Stored data
:::

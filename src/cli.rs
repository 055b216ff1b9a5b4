use clap::{Args, Parser, Subcommand};

/// Download public stories, highlights and spotlights for a profile
#[derive(Parser)]
#[command(name = "storyfetch")]
#[command(about = "Fetch profile media and bundle it into zip archives", long_about = None)]
pub struct Cli {
    /// Maximum simultaneous media downloads (overrides config)
    #[arg(short, long, global = true)]
    pub concurrency: Option<usize>,

    #[command(subcommand)]
    pub command: Commands,
}

#[derive(Subcommand)]
pub enum Commands {
    /// List highlight and spotlight album titles
    Albums {
        handle: String,
    },
    /// Download the current story
    Stories {
        handle: String,
        /// Skip building a zip archive
        #[arg(long)]
        no_zip: bool,
    },
    /// Download highlight albums
    Highlights {
        handle: String,
        #[command(flatten)]
        opts: AlbumOpts,
    },
    /// Download spotlight albums
    Spotlights {
        handle: String,
        #[command(flatten)]
        opts: AlbumOpts,
    },
}

#[derive(Args)]
pub struct AlbumOpts {
    /// Album title to download; all albums when omitted
    #[arg(short, long)]
    pub album: Option<String>,
    /// Skip building a zip archive
    #[arg(long)]
    pub no_zip: bool,
}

:::

> What you should do: Collect the lines of the data that carry the word "Commands".

> Finished exercise:
    pub command: Commands,
pub enum Commands {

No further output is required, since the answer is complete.